- Born: 18 June 1970 Rosario, Santa Fe, Argentina
- Died: 11 March 2022 (aged 51) Buenos Aires, Argentina
- Occupations: Journalist; producer; radio and television presenter;
- Years active: 1999–2022
- Spouses: ; Mariana Basualdo ​ ​(before 2005)​ ; Carmen Bárbaro ​ ​(m. 2008⁠–⁠2014)​
- Partner(s): Eugenia Quibel (2015–2022)
- Children: 2

= Gerardo Rozín =

Argentine journalist, producer and presenter (1970–2022)

Gerardo Rozín (/es-419/; 18 June 1970 – 11 March 2022) was an Argentine journalist, producer and radio and television presenter.

==Career==
Rozín recounted that he was initiated into journalism by a friend when he was 12 years old.

Rozín was the producer of the television program Sábado Bus, hosted by Nicolás Repetto, in which he was also in charge of the segment "The Animal Question" that later continued as an independent program.
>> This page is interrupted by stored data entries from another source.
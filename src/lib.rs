//! Container entrypoint core library.
//!
//! Provides the signal rewrite map, the CLI surface, the initialization
//! pipeline (variables, hooks, template rendering), and the PID 1
//! supervisor loop.

pub mod cli;
pub mod error;
pub mod rewrite;
pub mod vars;
pub mod hooks;
pub mod render;
pub mod init;
pub mod supervisor;
//! Initialization driver: variables, then prehooks, template rendering,
//! hooks, and posthooks, aborting on the first failure.

use std::path::PathBuf;

use tracing::debug;

use crate::error::Error;
use crate::{hooks, render, vars};

/// Filesystem locations the driver operates on.
#[derive(Debug, Clone)]
pub struct InitPaths {
    pub templates_root: PathBuf,
    pub jinja_root: PathBuf,
    pub variables_file: PathBuf,
    /// Whether the variables path was overridden on the command line;
    /// only the default location may be silently absent.
    pub variables_explicit: bool,
    pub hooks_dir: PathBuf,
    pub dest_root: PathBuf,
}

/// Run the full initialization sequence. Nothing after the first failing
/// stage runs, so the child is never launched on a broken setup.
pub fn run(paths: &InitPaths) -> Result<(), Error> {
    let mut vars = vars::load(&paths.variables_file, paths.variables_explicit)?;

    let units = hooks::discover(&paths.hooks_dir)?;
    debug!(units = units.len(), "hook units discovered");

    hooks::run_prehooks(&units, &mut vars)?;

    if paths.templates_root.is_dir() {
        render::render_tree(&paths.templates_root, &paths.jinja_root, &paths.dest_root, &vars)?;
    } else {
        debug!(root = %paths.templates_root.display(), "no templates root, skipping render");
    }

    // The variable space is frozen from here on.
    let vars = vars;
    hooks::run_hooks(&units, &vars)?;
    hooks::run_posthooks(&units, &vars)?;
    Ok(())
}

#[cfg(test)]
mod tests {
    use super::*;
    use std::os::unix::fs::PermissionsExt;
    use std::path::Path;

    struct Fixture {
        _tmp: tempfile::TempDir,
        paths: InitPaths,
        log: PathBuf,
    }

    impl Fixture {
        fn new() -> Self {
            let tmp = tempfile::tempdir().expect("tempdir");
            let root = tmp.path();
            let paths = InitPaths {
                templates_root: root.join("templates"),
                jinja_root: root.join("jinja"),
                variables_file: root.join("variables.yml"),
                variables_explicit: false,
                hooks_dir: root.join("hooks"),
                dest_root: root.join("rootfs"),
            };
            std::fs::create_dir_all(&paths.hooks_dir).expect("mkdir hooks");
            std::fs::create_dir_all(&paths.dest_root).expect("mkdir rootfs");
            let log = root.join("order.log");
            Fixture {
                _tmp: tmp,
                paths,
                log,
            }
        }

        fn add_unit(&self, name: &str, phases: &[&str]) {
            let dir = self.paths.hooks_dir.join(name);
            std::fs::create_dir(&dir).expect("mkdir unit");
            for phase in phases {
                let script = format!(
                    "#!/bin/sh\ncat > /dev/null\necho '{name} {phase}' >> {}\n",
                    self.log.display()
                );
                write_executable(&dir.join(phase), &script);
            }
        }

        fn log_lines(&self) -> Vec<String> {
            std::fs::read_to_string(&self.log)
                .unwrap_or_default()
                .lines()
                .map(str::to_string)
                .collect()
        }
    }

    fn write_executable(path: &Path, contents: &str) {
        std::fs::write(path, contents).expect("write script");
        let mut perms = std::fs::metadata(path).expect("stat").permissions();
        perms.set_mode(0o755);
        std::fs::set_permissions(path, perms).expect("chmod");
    }

    #[test]
    fn stages_run_in_order_across_units() {
        let fx = Fixture::new();
        fx.add_unit("10-a", &["prehook", "hook", "posthook"]);
        fx.add_unit("20-b", &["prehook", "hook", "posthook"]);

        run(&fx.paths).expect("init");

        assert_eq!(
            fx.log_lines(),
            [
                "10-a prehook",
                "20-b prehook",
                "10-a hook",
                "20-b hook",
                "10-a posthook",
                "20-b posthook",
            ]
        );
    }

    #[test]
    fn prehook_mutation_feeds_template_rendering() {
        let fx = Fixture::new();
        let unit = fx.paths.hooks_dir.join("mutator");
        std::fs::create_dir(&unit).expect("mkdir unit");
        write_executable(
            &unit.join("prehook"),
            "#!/bin/sh\ncat > /dev/null\necho 'greeting: bonjour'\n",
        );
        std::fs::create_dir_all(&fx.paths.templates_root).expect("mkdir templates");
        std::fs::write(
            fx.paths.templates_root.join("motd"),
            "say {{ greeting }}\n",
        )
        .expect("write template");

        run(&fx.paths).expect("init");

        let out = std::fs::read_to_string(fx.paths.dest_root.join("motd")).expect("read motd");
        assert_eq!(out, "say bonjour\n");
    }

    #[test]
    fn variables_file_feeds_template_rendering() {
        let fx = Fixture::new();
        std::fs::write(&fx.paths.variables_file, "port: 8080\n").expect("write vars");
        std::fs::create_dir_all(&fx.paths.templates_root).expect("mkdir templates");
        std::fs::write(
            fx.paths.templates_root.join("listen.conf"),
            "listen {{ port }}\n",
        )
        .expect("write template");

        run(&fx.paths).expect("init");

        let out =
            std::fs::read_to_string(fx.paths.dest_root.join("listen.conf")).expect("read conf");
        assert_eq!(out, "listen 8080\n");
    }

    #[test]
    fn failing_prehook_stops_before_rendering() {
        let fx = Fixture::new();
        let unit = fx.paths.hooks_dir.join("broken");
        std::fs::create_dir(&unit).expect("mkdir unit");
        write_executable(&unit.join("prehook"), "#!/bin/sh\nexit 1\n");
        std::fs::create_dir_all(&fx.paths.templates_root).expect("mkdir templates");
        std::fs::write(fx.paths.templates_root.join("motd"), "hello\n").expect("write template");

        let err = run(&fx.paths).unwrap_err();
        assert!(matches!(err, Error::HookError { .. }));
        assert!(!fx.paths.dest_root.join("motd").exists());
    }

    #[test]
    fn missing_templates_root_is_skipped() {
        let fx = Fixture::new();
        // No templates directory at all; the driver still completes.
        run(&fx.paths).expect("init");
    }

    #[test]
    fn explicit_missing_variables_file_aborts() {
        let mut fx = Fixture::new();
        fx.paths.variables_explicit = true;
        let err = run(&fx.paths).unwrap_err();
        assert!(matches!(err, Error::VariablesMissing(_)));
    }
}
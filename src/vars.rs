//! Variable space: the process environment merged with the YAML variables
//! file, file keys winning.

use std::collections::BTreeMap;
use std::path::Path;

use tracing::debug;

use crate::error::Error;

/// Mutable during prehooks, frozen from template rendering onward.
pub type VariableSpace = BTreeMap<String, serde_yaml::Value>;

/// Load the variable space from `path`.
///
/// A missing file is fatal only when the path was explicitly overridden on
/// the command line; the default location is allowed to be absent, in which
/// case only the environment is used.
pub fn load(path: &Path, explicit: bool) -> Result<VariableSpace, Error> {
    let mut vars: VariableSpace = std::env::vars()
        .map(|(key, value)| (key, serde_yaml::Value::String(value)))
        .collect();

    let raw = match std::fs::read_to_string(path) {
        Ok(raw) => raw,
        Err(e) if e.kind() == std::io::ErrorKind::NotFound => {
            if explicit {
                return Err(Error::VariablesMissing(path.to_path_buf()));
            }
            debug!(path = %path.display(), "no variables file, using environment only");
            return Ok(vars);
        }
        Err(e) => {
            return Err(Error::ParseError {
                path: path.to_path_buf(),
                reason: e.to_string(),
            });
        }
    };

    let doc: serde_yaml::Value = serde_yaml::from_str(&raw).map_err(|e| Error::ParseError {
        path: path.to_path_buf(),
        reason: e.to_string(),
    })?;

    match doc {
        serde_yaml::Value::Mapping(mapping) => {
            for (key, value) in mapping {
                let serde_yaml::Value::String(key) = key else {
                    return Err(Error::ParseError {
                        path: path.to_path_buf(),
                        reason: "top-level keys must be strings".to_string(),
                    });
                };
                vars.insert(key, value);
            }
        }
        // An empty file parses as null; nothing to merge.
        serde_yaml::Value::Null => {}
        _ => {
            return Err(Error::ParseError {
                path: path.to_path_buf(),
                reason: "expected a mapping at the top level".to_string(),
            });
        }
    }

    debug!(path = %path.display(), keys = vars.len(), "variables loaded");
    Ok(vars)
}
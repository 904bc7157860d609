//! PID 1 supervisor: spawn one child, forward signals through the rewrite
//! map, reap every descendant, and exit with a status that reflects the
//! child's fate.
//!
//! All forwardable signals are blocked before the child is spawned; the
//! main loop consumes them synchronously with `sigwait`, so no handlers
//! are ever installed and dispositions never change after startup. The
//! child starts with a clean slate: libstd clears the spawned process's
//! signal mask and exec resets dispositions to their defaults.

use std::ffi::CString;
use std::os::unix::process::CommandExt;
use std::process::Command;

use nix::errno::Errno;
use nix::sys::signal::{self, SigHandler, SigSet, SigmaskHow, Signal};
use nix::sys::wait::{WaitPidFlag, WaitStatus, waitpid};
use nix::unistd::{self, Pid};
use tracing::{debug, info, trace, warn};

use crate::error::Error;
use crate::rewrite::{SignalMap, Target};

/// Signals that are never blocked, waited for, or forwarded: KILL and STOP
/// cannot be caught, and the synchronous faults must stay deliverable
/// in-line.
const UNTOUCHABLE: [Signal; 6] = [
    Signal::SIGKILL,
    Signal::SIGSTOP,
    Signal::SIGSEGV,
    Signal::SIGBUS,
    Signal::SIGFPE,
    Signal::SIGILL,
];

/// The job-control trio that must also suspend the supervisor itself.
const JOB_CONTROL: [Signal; 3] = [Signal::SIGTSTP, Signal::SIGTTIN, Signal::SIGTTOU];

/// The supervised subprocess.
#[derive(Debug)]
struct ChildHandle {
    pid: Pid,
    use_setsid: bool,
    exited: bool,
    status: Option<WaitStatus>,
}

struct Supervisor {
    child: ChildHandle,
    map: SignalMap,
    suspended: bool,
}

/// Supervise `command` until its fate is known; returns the exit status
/// this process should report.
pub fn run(command: &[String], map: SignalMap, use_setsid: bool) -> Result<i32, Error> {
    let mask = forwardable_mask();
    // Block before spawning so nothing slips through between child creation
    // and the first wait.
    signal::sigprocmask(SigmaskHow::SIG_BLOCK, Some(&mask), None).map_err(Error::SignalSetup)?;

    let child = spawn_child(command, use_setsid)?;
    info!(pid = child.pid.as_raw(), setsid = use_setsid, "child started");

    let mut sv = Supervisor {
        child,
        map,
        suspended: false,
    };

    loop {
        let sig = mask.wait().map_err(Error::WaitFailed)?;
        if sv.suspended {
            // Waking up again means a CONT brought us back.
            sv.suspended = false;
            debug!("resumed by SIGCONT");
        }
        trace!(signal = sig.as_str(), "signal received");

        if sig == Signal::SIGCHLD {
            sv.reap();
        } else {
            sv.forward(sig);
            if JOB_CONTROL.contains(&sig) {
                sv.suspend();
            }
        }

        // reap() drains fully, so nothing reapable remains here.
        if sv.child.exited {
            break;
        }
    }

    exit_status(&sv.child)
}

/// Replace the current process image with `command` (PATH-resolved,
/// environment inherited). Only returns on failure.
pub fn exec(command: &[String]) -> Error {
    if command.is_empty() {
        return Error::MissingExecVector;
    }
    let argv: Vec<CString> = match command
        .iter()
        .map(|arg| CString::new(arg.as_str()))
        .collect()
    {
        Ok(argv) => argv,
        Err(_) => {
            return Error::ExecFailed(std::io::Error::new(
                std::io::ErrorKind::InvalidInput,
                "argument contains a NUL byte",
            ));
        }
    };

    // libstd ignores SIGPIPE process-wide and ignored dispositions survive
    // exec; the child must start with the default.
    unsafe {
        let _ = signal::signal(Signal::SIGPIPE, SigHandler::SigDfl);
    }

    let errno = match unistd::execvp(&argv[0], &argv) {
        Err(errno) => errno,
        Ok(never) => match never {},
    };
    Error::ExecFailed(std::io::Error::from_raw_os_error(errno as i32))
}

/// The set of signals the supervisor blocks and consumes.
fn forwardable_mask() -> SigSet {
    let mut mask = SigSet::empty();
    for sig in Signal::iterator() {
        if !UNTOUCHABLE.contains(&sig) {
            mask.add(sig);
        }
    }
    mask
}

/// Spawn the child, optionally as leader of a fresh session and group.
fn spawn_child(command: &[String], use_setsid: bool) -> Result<ChildHandle, Error> {
    let (program, args) = command.split_first().ok_or(Error::MissingExecVector)?;
    let mut cmd = Command::new(program);
    cmd.args(args);
    if use_setsid {
        // SAFETY: setsid is async-signal-safe and touches no heap state.
        unsafe {
            cmd.pre_exec(|| {
                unistd::setsid().map_err(|e| std::io::Error::from_raw_os_error(e as i32))?;
                Ok(())
            });
        }
    }
    // spawn reports exec failure synchronously, so a bad command surfaces
    // here rather than as a mysterious child exit.
    let child = cmd.spawn().map_err(|e| match e.kind() {
        std::io::ErrorKind::NotFound | std::io::ErrorKind::PermissionDenied => Error::ExecFailed(e),
        _ => Error::ForkFailed(e),
    })?;
    Ok(ChildHandle {
        pid: Pid::from_raw(child.id() as i32),
        use_setsid,
        exited: false,
        status: None,
    })
}

impl Supervisor {
    /// Drain every reapable descendant, recording the supervised child's
    /// status. Orphans re-parented to us are reaped and discarded.
    fn reap(&mut self) {
        loop {
            match waitpid(Pid::from_raw(-1), Some(WaitPidFlag::WNOHANG)) {
                Ok(WaitStatus::StillAlive) => break,
                Ok(status @ (WaitStatus::Exited(..) | WaitStatus::Signaled(..))) => {
                    let pid = status.pid().expect("exited status carries a pid");
                    if pid == self.child.pid {
                        debug!(?status, "child exited");
                        self.child.exited = true;
                        self.child.status = Some(status);
                    } else {
                        debug!(pid = pid.as_raw(), "reaped orphaned descendant");
                    }
                }
                Ok(other) => trace!(?other, "ignoring wait status"),
                Err(Errno::ECHILD) => break,
                Err(e) => {
                    warn!(error = %e, "waiting for descendants failed");
                    break;
                }
            }
        }
    }

    /// Translate and deliver one signal to the child, or its whole group
    /// when it leads a fresh session.
    fn forward(&self, sig: Signal) {
        let target = match self.map.translate(sig) {
            Target::Drop => {
                debug!(signal = sig.as_str(), "dropping signal");
                return;
            }
            Target::Signal(target) => target,
        };
        let result = if self.child.use_setsid {
            signal::killpg(self.child.pid, target)
        } else {
            signal::kill(self.child.pid, target)
        };
        match result {
            Ok(()) => debug!(from = sig.as_str(), to = target.as_str(), "forwarded signal"),
            Err(e) => debug!(signal = target.as_str(), error = %e, "signal delivery failed"),
        }
    }

    /// Stop alongside the child group so a later CONT resumes both.
    fn suspend(&mut self) {
        self.suspended = true;
        debug!("stopping until SIGCONT");
        if let Err(e) = signal::raise(Signal::SIGSTOP) {
            warn!(error = %e, "failed to stop self");
        }
    }
}

/// Derive the exit status from the reaped child.
fn exit_status(child: &ChildHandle) -> Result<i32, Error> {
    match child.status {
        Some(WaitStatus::Exited(_, code)) => Ok(code),
        Some(WaitStatus::Signaled(_, sig, _)) => {
            // Die by the same signal where possible so our own termination
            // reason is observable; fall back to the shell convention.
            let mut set = SigSet::empty();
            set.add(sig);
            let _ = signal::sigprocmask(SigmaskHow::SIG_UNBLOCK, Some(&set), None);
            let _ = signal::raise(sig);
            Ok(128 + sig as i32)
        }
        _ => {
            warn!("child exited without a recorded status");
            Ok(1)
        }
    }
}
He was also the producer of Hora Clave, a political program hosted by Mariano Grondona, and of Georgina and You, with Georgina Barbarossa

From 2015 to 2017, he co-hosted Morfi, Todos a la Mesa from Monday to Friday, firstly with Carina Zampini, and then in the last season with Argentine model Zaira Nara.

==Personal life==
Rozín died in Buenos Aires on 11 March 2022, at the age of 51. He had been diagnosed with a malignant brain tumour a year prior.